> _Task details_:
Could you count the lines in the data that contain "await"? Reply with the number only.

> _The data_:
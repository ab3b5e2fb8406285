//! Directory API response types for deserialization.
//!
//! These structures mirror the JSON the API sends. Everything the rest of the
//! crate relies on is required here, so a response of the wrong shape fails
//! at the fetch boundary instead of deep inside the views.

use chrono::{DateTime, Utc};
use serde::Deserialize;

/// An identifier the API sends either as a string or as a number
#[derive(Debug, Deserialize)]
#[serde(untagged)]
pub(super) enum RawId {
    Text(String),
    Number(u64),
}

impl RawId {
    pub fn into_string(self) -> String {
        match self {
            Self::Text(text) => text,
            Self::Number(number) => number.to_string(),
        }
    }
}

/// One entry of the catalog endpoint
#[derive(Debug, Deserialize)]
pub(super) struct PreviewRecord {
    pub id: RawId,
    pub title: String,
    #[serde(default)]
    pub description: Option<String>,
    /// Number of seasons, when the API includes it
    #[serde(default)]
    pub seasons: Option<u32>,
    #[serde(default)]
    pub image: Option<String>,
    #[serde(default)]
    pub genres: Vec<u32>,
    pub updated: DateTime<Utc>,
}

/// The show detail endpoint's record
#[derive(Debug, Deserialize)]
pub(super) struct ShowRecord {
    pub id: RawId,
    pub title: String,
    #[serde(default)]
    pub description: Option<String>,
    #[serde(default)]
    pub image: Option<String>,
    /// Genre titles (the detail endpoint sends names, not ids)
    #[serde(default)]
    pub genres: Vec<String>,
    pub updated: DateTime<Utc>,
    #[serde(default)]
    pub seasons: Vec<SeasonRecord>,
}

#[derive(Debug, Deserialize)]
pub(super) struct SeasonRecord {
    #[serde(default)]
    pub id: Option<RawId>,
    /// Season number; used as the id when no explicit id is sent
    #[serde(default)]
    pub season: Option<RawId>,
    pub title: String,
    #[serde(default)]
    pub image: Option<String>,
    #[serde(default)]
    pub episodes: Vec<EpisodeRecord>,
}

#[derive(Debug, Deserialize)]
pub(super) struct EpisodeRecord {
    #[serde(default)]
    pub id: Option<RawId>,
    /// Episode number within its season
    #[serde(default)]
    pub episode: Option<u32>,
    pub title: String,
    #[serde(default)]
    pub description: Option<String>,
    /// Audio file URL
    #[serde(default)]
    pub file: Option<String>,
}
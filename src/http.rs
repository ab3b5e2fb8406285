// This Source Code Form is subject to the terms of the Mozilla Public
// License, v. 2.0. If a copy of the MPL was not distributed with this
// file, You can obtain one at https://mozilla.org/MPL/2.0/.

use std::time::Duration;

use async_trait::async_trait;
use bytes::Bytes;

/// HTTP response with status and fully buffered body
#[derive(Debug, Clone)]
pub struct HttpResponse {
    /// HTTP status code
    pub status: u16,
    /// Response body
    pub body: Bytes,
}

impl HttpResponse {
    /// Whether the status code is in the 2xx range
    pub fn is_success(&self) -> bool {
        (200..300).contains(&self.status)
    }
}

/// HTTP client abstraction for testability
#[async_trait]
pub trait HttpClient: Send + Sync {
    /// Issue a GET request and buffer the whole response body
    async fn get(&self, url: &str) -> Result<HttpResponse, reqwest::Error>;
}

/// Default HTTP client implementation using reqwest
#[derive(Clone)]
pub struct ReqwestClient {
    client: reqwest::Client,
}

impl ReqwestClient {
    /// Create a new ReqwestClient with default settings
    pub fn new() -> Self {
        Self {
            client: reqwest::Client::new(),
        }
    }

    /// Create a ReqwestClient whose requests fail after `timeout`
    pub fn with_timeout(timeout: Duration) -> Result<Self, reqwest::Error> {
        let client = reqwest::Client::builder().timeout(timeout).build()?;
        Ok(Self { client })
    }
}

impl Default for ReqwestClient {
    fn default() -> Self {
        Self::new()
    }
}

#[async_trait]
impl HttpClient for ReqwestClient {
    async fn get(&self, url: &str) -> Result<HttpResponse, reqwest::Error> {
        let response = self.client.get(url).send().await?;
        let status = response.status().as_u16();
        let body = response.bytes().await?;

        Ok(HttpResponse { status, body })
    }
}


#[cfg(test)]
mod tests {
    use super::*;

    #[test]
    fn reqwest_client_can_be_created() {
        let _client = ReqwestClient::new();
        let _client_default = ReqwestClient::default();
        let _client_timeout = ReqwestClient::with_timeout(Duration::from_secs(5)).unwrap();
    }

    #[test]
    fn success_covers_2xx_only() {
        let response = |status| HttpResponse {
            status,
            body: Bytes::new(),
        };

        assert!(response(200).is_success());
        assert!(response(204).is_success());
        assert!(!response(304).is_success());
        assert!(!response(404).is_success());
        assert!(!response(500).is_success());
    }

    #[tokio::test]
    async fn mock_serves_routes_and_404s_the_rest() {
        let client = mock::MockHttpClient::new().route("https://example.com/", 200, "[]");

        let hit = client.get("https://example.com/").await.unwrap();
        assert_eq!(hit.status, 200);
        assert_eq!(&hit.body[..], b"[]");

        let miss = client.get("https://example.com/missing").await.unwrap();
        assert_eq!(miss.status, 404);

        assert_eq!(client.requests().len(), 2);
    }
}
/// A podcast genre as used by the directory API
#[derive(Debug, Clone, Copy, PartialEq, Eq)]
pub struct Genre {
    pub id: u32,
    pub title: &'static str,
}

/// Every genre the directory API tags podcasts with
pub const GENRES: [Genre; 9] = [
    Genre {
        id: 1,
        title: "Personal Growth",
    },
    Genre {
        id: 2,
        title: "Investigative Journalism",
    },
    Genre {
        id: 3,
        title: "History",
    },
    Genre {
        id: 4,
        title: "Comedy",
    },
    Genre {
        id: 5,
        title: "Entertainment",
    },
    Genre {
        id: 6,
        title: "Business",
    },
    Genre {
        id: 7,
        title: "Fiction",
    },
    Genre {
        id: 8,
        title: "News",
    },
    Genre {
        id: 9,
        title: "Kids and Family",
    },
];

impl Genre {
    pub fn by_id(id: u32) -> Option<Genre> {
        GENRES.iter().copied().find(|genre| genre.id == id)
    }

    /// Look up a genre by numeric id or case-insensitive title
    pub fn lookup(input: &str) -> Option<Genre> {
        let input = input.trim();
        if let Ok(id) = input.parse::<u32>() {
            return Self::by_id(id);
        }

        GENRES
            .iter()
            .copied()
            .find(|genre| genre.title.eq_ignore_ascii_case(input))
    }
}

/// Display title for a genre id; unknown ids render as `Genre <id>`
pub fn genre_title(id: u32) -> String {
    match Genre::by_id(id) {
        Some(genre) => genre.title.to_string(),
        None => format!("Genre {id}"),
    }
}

...

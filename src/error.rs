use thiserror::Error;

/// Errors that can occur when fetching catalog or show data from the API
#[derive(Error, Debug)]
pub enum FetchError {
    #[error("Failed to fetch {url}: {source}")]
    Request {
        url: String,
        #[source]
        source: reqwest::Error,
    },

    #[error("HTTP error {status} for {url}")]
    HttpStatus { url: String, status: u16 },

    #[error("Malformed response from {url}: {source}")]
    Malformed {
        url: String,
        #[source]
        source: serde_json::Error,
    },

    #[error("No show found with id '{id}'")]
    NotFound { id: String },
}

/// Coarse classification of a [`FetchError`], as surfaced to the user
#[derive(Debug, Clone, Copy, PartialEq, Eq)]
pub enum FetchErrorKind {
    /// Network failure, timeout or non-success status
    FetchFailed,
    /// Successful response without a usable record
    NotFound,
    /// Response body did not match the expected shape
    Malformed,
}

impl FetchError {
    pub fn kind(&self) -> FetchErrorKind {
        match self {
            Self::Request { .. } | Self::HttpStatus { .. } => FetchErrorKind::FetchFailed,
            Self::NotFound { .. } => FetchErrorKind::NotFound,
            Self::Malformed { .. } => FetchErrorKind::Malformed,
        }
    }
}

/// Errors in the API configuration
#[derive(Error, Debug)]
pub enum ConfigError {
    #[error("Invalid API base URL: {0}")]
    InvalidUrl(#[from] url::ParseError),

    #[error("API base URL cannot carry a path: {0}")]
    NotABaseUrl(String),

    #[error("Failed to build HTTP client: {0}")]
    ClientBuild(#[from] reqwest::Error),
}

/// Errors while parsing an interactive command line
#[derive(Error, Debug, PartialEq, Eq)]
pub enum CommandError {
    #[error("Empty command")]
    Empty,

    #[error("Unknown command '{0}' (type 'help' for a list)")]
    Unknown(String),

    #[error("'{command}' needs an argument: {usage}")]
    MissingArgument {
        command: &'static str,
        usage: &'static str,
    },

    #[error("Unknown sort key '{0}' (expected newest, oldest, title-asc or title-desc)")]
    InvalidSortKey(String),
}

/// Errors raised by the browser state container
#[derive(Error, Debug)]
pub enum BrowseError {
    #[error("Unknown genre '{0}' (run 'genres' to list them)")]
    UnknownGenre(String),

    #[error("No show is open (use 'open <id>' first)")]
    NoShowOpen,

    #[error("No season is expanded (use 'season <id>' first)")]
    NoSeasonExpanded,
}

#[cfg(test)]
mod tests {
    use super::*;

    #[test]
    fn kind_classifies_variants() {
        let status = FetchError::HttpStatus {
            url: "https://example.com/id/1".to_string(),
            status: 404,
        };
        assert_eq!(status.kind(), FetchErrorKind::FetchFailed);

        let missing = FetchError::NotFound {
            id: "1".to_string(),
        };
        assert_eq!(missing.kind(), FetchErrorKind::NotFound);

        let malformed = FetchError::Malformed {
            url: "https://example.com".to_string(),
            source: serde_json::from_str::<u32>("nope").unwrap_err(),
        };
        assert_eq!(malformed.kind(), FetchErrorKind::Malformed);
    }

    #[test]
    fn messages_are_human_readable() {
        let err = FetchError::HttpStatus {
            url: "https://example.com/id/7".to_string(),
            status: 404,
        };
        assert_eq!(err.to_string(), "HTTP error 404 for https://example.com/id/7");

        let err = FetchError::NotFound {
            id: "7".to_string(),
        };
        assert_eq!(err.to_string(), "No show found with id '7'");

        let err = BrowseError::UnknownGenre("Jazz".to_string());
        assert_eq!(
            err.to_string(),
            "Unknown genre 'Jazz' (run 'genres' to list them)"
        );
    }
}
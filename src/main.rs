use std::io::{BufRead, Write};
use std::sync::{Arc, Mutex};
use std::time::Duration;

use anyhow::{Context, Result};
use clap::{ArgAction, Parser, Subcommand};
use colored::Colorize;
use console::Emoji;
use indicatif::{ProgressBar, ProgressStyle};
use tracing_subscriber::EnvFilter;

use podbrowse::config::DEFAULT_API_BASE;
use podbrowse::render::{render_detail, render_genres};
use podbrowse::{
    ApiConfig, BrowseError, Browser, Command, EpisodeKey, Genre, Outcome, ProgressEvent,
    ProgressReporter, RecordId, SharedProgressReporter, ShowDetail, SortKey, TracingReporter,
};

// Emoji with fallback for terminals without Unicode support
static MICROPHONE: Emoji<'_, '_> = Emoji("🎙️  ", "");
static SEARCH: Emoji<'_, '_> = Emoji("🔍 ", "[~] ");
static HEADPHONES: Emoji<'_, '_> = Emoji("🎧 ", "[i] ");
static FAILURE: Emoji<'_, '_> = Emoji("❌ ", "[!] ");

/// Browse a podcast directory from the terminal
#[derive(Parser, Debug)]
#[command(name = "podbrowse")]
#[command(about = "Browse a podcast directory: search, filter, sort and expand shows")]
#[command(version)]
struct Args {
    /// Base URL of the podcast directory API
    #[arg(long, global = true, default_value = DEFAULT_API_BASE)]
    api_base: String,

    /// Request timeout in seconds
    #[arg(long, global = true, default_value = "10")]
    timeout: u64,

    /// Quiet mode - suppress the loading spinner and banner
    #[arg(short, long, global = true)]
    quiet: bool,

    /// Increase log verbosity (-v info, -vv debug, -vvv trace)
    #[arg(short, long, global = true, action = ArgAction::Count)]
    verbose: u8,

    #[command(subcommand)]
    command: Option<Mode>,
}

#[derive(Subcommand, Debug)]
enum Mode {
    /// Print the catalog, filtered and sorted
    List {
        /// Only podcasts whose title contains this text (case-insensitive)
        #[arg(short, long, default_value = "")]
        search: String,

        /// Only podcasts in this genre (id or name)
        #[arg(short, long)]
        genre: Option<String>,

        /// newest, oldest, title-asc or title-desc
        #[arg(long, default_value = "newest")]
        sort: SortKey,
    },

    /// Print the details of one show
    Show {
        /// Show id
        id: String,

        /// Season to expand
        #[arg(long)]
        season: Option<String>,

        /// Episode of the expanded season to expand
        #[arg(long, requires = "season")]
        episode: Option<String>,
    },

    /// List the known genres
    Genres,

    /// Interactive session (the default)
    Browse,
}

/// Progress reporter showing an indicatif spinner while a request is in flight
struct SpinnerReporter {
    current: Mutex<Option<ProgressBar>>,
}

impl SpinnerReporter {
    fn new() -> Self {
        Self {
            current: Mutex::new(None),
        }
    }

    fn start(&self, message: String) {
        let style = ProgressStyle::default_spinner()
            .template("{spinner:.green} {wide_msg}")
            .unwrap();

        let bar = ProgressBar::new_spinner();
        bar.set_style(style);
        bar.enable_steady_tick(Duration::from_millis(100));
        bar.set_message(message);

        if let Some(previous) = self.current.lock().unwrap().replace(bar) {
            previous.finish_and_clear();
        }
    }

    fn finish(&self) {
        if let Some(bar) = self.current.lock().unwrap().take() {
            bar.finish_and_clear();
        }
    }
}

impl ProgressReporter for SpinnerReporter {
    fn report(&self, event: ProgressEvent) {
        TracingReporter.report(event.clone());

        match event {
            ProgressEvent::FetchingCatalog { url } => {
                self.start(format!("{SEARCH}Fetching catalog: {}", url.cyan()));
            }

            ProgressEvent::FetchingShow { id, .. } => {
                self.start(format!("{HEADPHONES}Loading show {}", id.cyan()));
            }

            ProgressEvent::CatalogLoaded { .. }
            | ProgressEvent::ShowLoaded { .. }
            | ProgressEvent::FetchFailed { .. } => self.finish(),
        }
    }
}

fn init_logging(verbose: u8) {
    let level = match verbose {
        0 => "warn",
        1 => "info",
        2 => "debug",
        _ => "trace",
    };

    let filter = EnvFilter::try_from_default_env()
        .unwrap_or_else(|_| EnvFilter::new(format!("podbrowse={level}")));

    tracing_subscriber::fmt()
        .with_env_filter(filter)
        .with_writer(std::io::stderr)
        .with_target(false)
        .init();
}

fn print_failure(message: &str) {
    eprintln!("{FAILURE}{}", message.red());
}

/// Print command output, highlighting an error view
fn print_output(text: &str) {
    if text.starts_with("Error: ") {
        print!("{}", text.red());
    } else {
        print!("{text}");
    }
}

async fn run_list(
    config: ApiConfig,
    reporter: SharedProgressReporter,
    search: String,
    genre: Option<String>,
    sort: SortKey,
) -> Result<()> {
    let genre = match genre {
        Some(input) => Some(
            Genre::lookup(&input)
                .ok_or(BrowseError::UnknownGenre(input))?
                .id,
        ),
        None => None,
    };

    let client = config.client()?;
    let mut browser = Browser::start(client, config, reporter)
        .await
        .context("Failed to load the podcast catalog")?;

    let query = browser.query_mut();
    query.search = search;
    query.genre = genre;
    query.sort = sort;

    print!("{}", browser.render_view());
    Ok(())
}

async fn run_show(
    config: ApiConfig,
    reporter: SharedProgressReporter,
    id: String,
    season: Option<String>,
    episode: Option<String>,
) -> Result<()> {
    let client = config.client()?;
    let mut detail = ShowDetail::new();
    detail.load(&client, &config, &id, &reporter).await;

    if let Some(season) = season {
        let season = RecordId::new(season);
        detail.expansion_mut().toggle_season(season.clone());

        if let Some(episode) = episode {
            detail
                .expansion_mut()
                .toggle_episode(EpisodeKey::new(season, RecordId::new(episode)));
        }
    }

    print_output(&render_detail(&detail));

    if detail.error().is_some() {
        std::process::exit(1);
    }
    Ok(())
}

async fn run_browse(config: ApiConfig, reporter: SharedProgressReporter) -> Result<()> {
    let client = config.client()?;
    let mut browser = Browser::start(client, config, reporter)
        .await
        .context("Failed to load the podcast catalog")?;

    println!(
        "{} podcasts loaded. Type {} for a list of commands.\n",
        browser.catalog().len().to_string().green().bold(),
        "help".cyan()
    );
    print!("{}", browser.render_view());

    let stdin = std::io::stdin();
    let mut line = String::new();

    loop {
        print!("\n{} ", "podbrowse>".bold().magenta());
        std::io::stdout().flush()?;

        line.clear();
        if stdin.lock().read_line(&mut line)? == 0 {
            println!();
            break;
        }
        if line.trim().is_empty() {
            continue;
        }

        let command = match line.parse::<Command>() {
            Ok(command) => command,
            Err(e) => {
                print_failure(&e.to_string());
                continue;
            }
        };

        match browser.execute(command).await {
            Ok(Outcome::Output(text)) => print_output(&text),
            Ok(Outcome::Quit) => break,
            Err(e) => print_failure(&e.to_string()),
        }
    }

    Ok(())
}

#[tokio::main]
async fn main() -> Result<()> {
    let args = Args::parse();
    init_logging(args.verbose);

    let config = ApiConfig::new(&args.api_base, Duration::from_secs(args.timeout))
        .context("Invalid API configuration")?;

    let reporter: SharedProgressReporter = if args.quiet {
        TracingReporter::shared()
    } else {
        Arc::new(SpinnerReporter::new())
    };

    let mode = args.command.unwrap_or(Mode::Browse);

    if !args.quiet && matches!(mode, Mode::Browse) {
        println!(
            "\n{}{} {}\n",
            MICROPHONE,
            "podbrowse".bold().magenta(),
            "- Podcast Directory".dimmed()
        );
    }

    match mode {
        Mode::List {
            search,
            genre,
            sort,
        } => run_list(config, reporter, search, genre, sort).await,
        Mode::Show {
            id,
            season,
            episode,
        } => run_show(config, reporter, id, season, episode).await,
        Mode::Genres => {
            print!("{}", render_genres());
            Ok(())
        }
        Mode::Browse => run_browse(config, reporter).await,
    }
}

> _Result of the exercise_:
11